What this exercise calls for is an exact copy of the data.

[Opening RECORDS TO USE section]

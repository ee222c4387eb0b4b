//! Pairwise relations: rivalries and friend groups.
//!
//! Both relations are pure functions of two identifiers, computed on
//! demand — there is no relation table to maintain. Rivalry combines the
//! two hashes by addition, so the relation is symmetric by construction.

use crate::catalog::{RivalryArchetype, pick_weighted};
use crate::personality::PersonalityEngine;
use crate::random::RandomSource;

/// Probability a rivalry actually colors a reply.
const RIVALRY_REPLY_CHANCE: f64 = 0.3;

/// Bluff/value damping applied when soft-playing a friend.
#[derive(Debug, Clone, Copy, PartialEq)]
pub struct SoftplayModifier {
    /// Multiplier on bluff frequency
    pub bluff_reduction: f64,
    /// Multiplier on thin-value frequency
    pub value_reduction: f64,
    pub is_softplaying: bool,
}

impl PersonalityEngine {
    /// The rivalry between two entities, if one exists.
    ///
    /// `(hash(a) + hash(b)) % 100` above 15 means no rivalry (roughly
    /// 85% of pairs); the remainder buckets into friendly/competitive/
    /// heated at 7/2/1. Symmetric: swapping the arguments never changes
    /// the result.
    pub fn check_rivalry(&self, a: &str, b: &str) -> Option<&RivalryArchetype> {
        let combined = (self.trait_hash(a, "rivalry") + self.trait_hash(b, "rivalry")) % 100;
        if combined > 15 {
            return None;
        }
        let roll = combined % 10;
        Some(pick_weighted(&self.catalog.rivalry_types, roll, |r| {
            r.weight
        }))
    }

    /// Whether two entities are rivals.
    pub fn are_rivals(&self, a: &str, b: &str) -> bool {
        self.check_rivalry(a, b).is_some()
    }

    /// A rivalry-flavored reply from `a` to `b`'s post.
    ///
    /// Fires only 30% of the time even when a rivalry exists; callers
    /// must treat `None` as "use ordinary chat instead".
    pub fn rivalry_reply(
        &self,
        a: &str,
        b: &str,
        rng: &mut impl RandomSource,
    ) -> Option<String> {
        let rivalry = self.check_rivalry(a, b)?;
        if rivalry.templates.is_empty() || !rng.roll_bool(RIVALRY_REPLY_CHANCE) {
            return None;
        }
        let hash = self.trait_hash(a, "rivalry");
        let idx = (hash % rivalry.templates.len() as u64) as usize;
        Some(rivalry.templates[idx].clone())
    }

    /// Whether two entities share a friend group.
    pub fn are_friends(&self, a: &str, b: &str) -> bool {
        self.friend_group(a) == self.friend_group(b)
    }

    /// Aggression adjusted for the opponent: rivals get 50% extra heat.
    pub fn rivalry_aggression(&self, a: &str, b: &str, base_aggression: f64) -> f64 {
        if self.are_rivals(a, b) {
            base_aggression * 1.5
        } else {
            base_aggression
        }
    }

    /// Soft-play damping against the opponent. Neutral against
    /// non-friends; against friends, bluffs halve and thin value thins.
    pub fn softplay(&self, a: &str, b: &str) -> SoftplayModifier {
        if self.are_friends(a, b) {
            SoftplayModifier {
                bluff_reduction: 0.5,
                value_reduction: 0.85,
                is_softplaying: true,
            }
        } else {
            SoftplayModifier {
                bluff_reduction: 1.0,
                value_reduction: 1.0,
                is_softplaying: false,
            }
        }
    }
}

[Closing RECORDS TO USE section]

SOLUTION BELOW
repository ee222c4387eb0b4b
//! Pairwise relations: rivalries and friend groups.
//!
//! Both relations are pure functions of two identifiers, computed on
//! demand — there is no relation table to maintain. Rivalry combines the
//! two hashes by addition, so the relation is symmetric by construction.

use crate::catalog::{RivalryArchetype, pick_weighted};
use crate::personality::PersonalityEngine;
use crate::random::RandomSource;

/// Probability a rivalry actually colors a reply.
const RIVALRY_REPLY_CHANCE: f64 = 0.3;

/// Bluff/value damping applied when soft-playing a friend.
#[derive(Debug, Clone, Copy, PartialEq)]
pub struct SoftplayModifier {
    /// Multiplier on bluff frequency
    pub bluff_reduction: f64,
    /// Multiplier on thin-value frequency
    pub value_reduction: f64,
    pub is_softplaying: bool,
}

impl PersonalityEngine {
    /// The rivalry between two entities, if one exists.
    ///
    /// `(hash(a) + hash(b)) % 100` above 15 means no rivalry (roughly
    /// 85% of pairs); the remainder buckets into friendly/competitive/
    /// heated at 7/2/1. Symmetric: swapping the arguments never changes
    /// the result.
    pub fn check_rivalry(&self, a: &str, b: &str) -> Option<&RivalryArchetype> {
        let combined = (self.trait_hash(a, "rivalry") + self.trait_hash(b, "rivalry")) % 100;
        if combined > 15 {
            return None;
        }
        let roll = combined % 10;
        Some(pick_weighted(&self.catalog.rivalry_types, roll, |r| {
            r.weight
        }))
    }

    /// Whether two entities are rivals.
    pub fn are_rivals(&self, a: &str, b: &str) -> bool {
        self.check_rivalry(a, b).is_some()
    }

    /// A rivalry-flavored reply from `a` to `b`'s post.
    ///
    /// Fires only 30% of the time even when a rivalry exists; callers
    /// must treat `None` as "use ordinary chat instead".
    pub fn rivalry_reply(
        &self,
        a: &str,
        b: &str,
        rng: &mut impl RandomSource,
    ) -> Option<String> {
        let rivalry = self.check_rivalry(a, b)?;
        if rivalry.templates.is_empty() || !rng.roll_bool(RIVALRY_REPLY_CHANCE) {
            return None;
        }
        let hash = self.trait_hash(a, "rivalry");
        let idx = (hash % rivalry.templates.len() as u64) as usize;
        Some(rivalry.templates[idx].clone())
    }

    /// Whether two entities share a friend group.
    pub fn are_friends(&self, a: &str, b: &str) -> bool {
        self.friend_group(a) == self.friend_group(b)
    }

    /// Aggression adjusted for the opponent: rivals get 50% extra heat.
    pub fn rivalry_aggression(&self, a: &str, b: &str, base_aggression: f64) -> f64 {
        if self.are_rivals(a, b) {
            base_aggression * 1.5
        } else {
            base_aggression
        }
    }

    /// Soft-play damping against the opponent. Neutral against
    /// non-friends; against friends, bluffs halve and thin value thins.
    pub fn softplay(&self, a: &str, b: &str) -> SoftplayModifier {
        if self.are_friends(a, b) {
            SoftplayModifier {
                bluff_reduction: 0.5,
                value_reduction: 0.85,
                is_softplaying: true,
            }
        } else {
            SoftplayModifier {
                bluff_reduction: 1.0,
                value_reduction: 1.0,
                is_softplaying: false,
            }
        }
    }
}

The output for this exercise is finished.